### SUPPLIED INFORMATION

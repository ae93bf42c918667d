use crate::entities::outbox_event_entity as outbox;
use crate::error::AppResult;
use crate::external::AlertingClient;
use crate::models::Fact;
use crate::services::RewardService;
use chrono::Utc;
use sea_orm::{
    ActiveModelTrait, ColumnTrait, DatabaseConnection, DatabaseTransaction, EntityTrait,
    IntoActiveModel, Order, QueryFilter, QueryOrder, QuerySelect, Set,
};

/// Durable outbox. `append` runs inside the transaction that produced the
/// fact, so a fact exists if and only if its originating change committed;
/// nothing downstream ever reacts to a rolled-back change.
#[derive(Clone)]
pub struct OutboxService {
    pool: DatabaseConnection,
}

impl OutboxService {
    pub fn new(pool: DatabaseConnection) -> Self {
        Self { pool }
    }

    pub async fn append(&self, txn: &DatabaseTransaction, fact: &Fact) -> AppResult<outbox::Model> {
        outbox::ActiveModel {
            kind: Set(fact.kind().to_string()),
            payload: Set(serde_json::to_value(fact)?),
            created_at: Set(Some(Utc::now())),
            ..Default::default()
        }
        .insert(txn)
        .await
        .map_err(Into::into)
    }

    pub async fn undispatched(&self, limit: u64) -> AppResult<Vec<outbox::Model>> {
        outbox::Entity::find()
            .filter(outbox::Column::DispatchedAt.is_null())
            .order_by(outbox::Column::Id, Order::Asc)
            .limit(limit)
            .all(&self.pool)
            .await
            .map_err(Into::into)
    }

    pub async fn mark_dispatched(&self, event_id: i64) -> AppResult<()> {
        if let Some(event) = outbox::Entity::find_by_id(event_id).one(&self.pool).await? {
            let mut am = event.into_active_model();
            am.dispatched_at = Set(Some(Utc::now()));
            am.update(&self.pool).await?;
        }
        Ok(())
    }
}

/// Delivers committed facts to their consumers. Runs from the background
/// loop in `tasks`; `run_once` is also called directly by tests.
///
/// A failed handler leaves the row undispatched for the next pass
/// (at-least-once); every consumer is idempotent, so redelivery is safe.
#[derive(Clone)]
pub struct OutboxDispatcher {
    outbox: OutboxService,
    rewards: RewardService,
    alerting: AlertingClient,
}

impl OutboxDispatcher {
    pub fn new(outbox: OutboxService, rewards: RewardService, alerting: AlertingClient) -> Self {
        Self {
            outbox,
            rewards,
            alerting,
        }
    }

    /// Drain one batch of undispatched facts. Returns how many were
    /// delivered.
    pub async fn run_once(&self) -> AppResult<usize> {
        let batch = self.outbox.undispatched(50).await?;
        let mut delivered = 0;

        for event in batch {
            let fact: Fact = match serde_json::from_value(event.payload.clone()) {
                Ok(fact) => fact,
                Err(e) => {
                    // undecodable rows would retry forever; park them
                    log::error!("Outbox event {} has an undecodable payload: {e}", event.id);
                    self.outbox.mark_dispatched(event.id).await?;
                    continue;
                }
            };

            match self.dispatch(&fact).await {
                Ok(()) => {
                    self.outbox.mark_dispatched(event.id).await?;
                    delivered += 1;
                }
                Err(e) => {
                    log::error!(
                        "Failed to dispatch outbox event {} ({}), will retry: {e}",
                        event.id,
                        event.kind
                    );
                }
            }
        }

        Ok(delivered)
    }

    async fn dispatch(&self, fact: &Fact) -> AppResult<()> {
        match fact {
            Fact::PaymentCompleted { payment } => self.rewards.on_payment_completed(payment).await,
            Fact::StudyAttendanceMarked {
                session_id,
                participant_id,
            } => self.rewards.on_attendance(*session_id, *participant_id).await,
            Fact::DepositMismatch { .. } | Fact::DepositNameConflict { .. } => {
                self.alerting.notify_fact(fact).await;
                Ok(())
            }
            Fact::PointShopDrawn { draw } => {
                log::debug!(
                    "Point shop draw {} delivered for member {}",
                    draw.id,
                    draw.member_id
                );
                Ok(())
            }
        }
    }
}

######

Transcribe the records. Keep every word exactly as it stands.

SOLUTION TO THIS PROBLEM –
repository ae93bf42c918667d
use crate::entities::outbox_event_entity as outbox;
use crate::error::AppResult;
use crate::external::AlertingClient;
use crate::models::Fact;
use crate::services::RewardService;
use chrono::Utc;
use sea_orm::{
    ActiveModelTrait, ColumnTrait, DatabaseConnection, DatabaseTransaction, EntityTrait,
    IntoActiveModel, Order, QueryFilter, QueryOrder, QuerySelect, Set,
};

/// Durable outbox. `append` runs inside the transaction that produced the
/// fact, so a fact exists if and only if its originating change committed;
/// nothing downstream ever reacts to a rolled-back change.
#[derive(Clone)]
pub struct OutboxService {
    pool: DatabaseConnection,
}

impl OutboxService {
    pub fn new(pool: DatabaseConnection) -> Self {
        Self { pool }
    }

    pub async fn append(&self, txn: &DatabaseTransaction, fact: &Fact) -> AppResult<outbox::Model> {
        outbox::ActiveModel {
            kind: Set(fact.kind().to_string()),
            payload: Set(serde_json::to_value(fact)?),
            created_at: Set(Some(Utc::now())),
            ..Default::default()
        }
        .insert(txn)
        .await
        .map_err(Into::into)
    }

    pub async fn undispatched(&self, limit: u64) -> AppResult<Vec<outbox::Model>> {
        outbox::Entity::find()
            .filter(outbox::Column::DispatchedAt.is_null())
            .order_by(outbox::Column::Id, Order::Asc)
            .limit(limit)
            .all(&self.pool)
            .await
            .map_err(Into::into)
    }

    pub async fn mark_dispatched(&self, event_id: i64) -> AppResult<()> {
        if let Some(event) = outbox::Entity::find_by_id(event_id).one(&self.pool).await? {
            let mut am = event.into_active_model();
            am.dispatched_at = Set(Some(Utc::now()));
            am.update(&self.pool).await?;
        }
        Ok(())
    }
}

/// Delivers committed facts to their consumers. Runs from the background
/// loop in `tasks`; `run_once` is also called directly by tests.
///
/// A failed handler leaves the row undispatched for the next pass
/// (at-least-once); every consumer is idempotent, so redelivery is safe.
#[derive(Clone)]
pub struct OutboxDispatcher {
    outbox: OutboxService,
    rewards: RewardService,
    alerting: AlertingClient,
}

impl OutboxDispatcher {
    pub fn new(outbox: OutboxService, rewards: RewardService, alerting: AlertingClient) -> Self {
        Self {
            outbox,
            rewards,
            alerting,
        }
    }

    /// Drain one batch of undispatched facts. Returns how many were
    /// delivered.
    pub async fn run_once(&self) -> AppResult<usize> {
        let batch = self.outbox.undispatched(50).await?;
        let mut delivered = 0;

        for event in batch {
            let fact: Fact = match serde_json::from_value(event.payload.clone()) {
                Ok(fact) => fact,
                Err(e) => {
                    // undecodable rows would retry forever; park them
                    log::error!("Outbox event {} has an undecodable payload: {e}", event.id);
                    self.outbox.mark_dispatched(event.id).await?;
                    continue;
                }
            };

            match self.dispatch(&fact).await {
                Ok(()) => {
                    self.outbox.mark_dispatched(event.id).await?;
                    delivered += 1;
                }
                Err(e) => {
                    log::error!(
                        "Failed to dispatch outbox event {} ({}), will retry: {e}",
                        event.id,
                        event.kind
                    );
                }
            }
        }

        Ok(delivered)
    }

    async fn dispatch(&self, fact: &Fact) -> AppResult<()> {
        match fact {
            Fact::PaymentCompleted { payment } => self.rewards.on_payment_completed(payment).await,
            Fact::StudyAttendanceMarked {
                session_id,
                participant_id,
            } => self.rewards.on_attendance(*session_id, *participant_id).await,
            Fact::DepositMismatch { .. } | Fact::DepositNameConflict { .. } => {
                self.alerting.notify_fact(fact).await;
                Ok(())
            }
            Fact::PointShopDrawn { draw } => {
                log::debug!(
                    "Point shop draw {} delivered for member {}",
                    draw.id,
                    draw.member_id
                );
                Ok(())
            }
        }
    }
}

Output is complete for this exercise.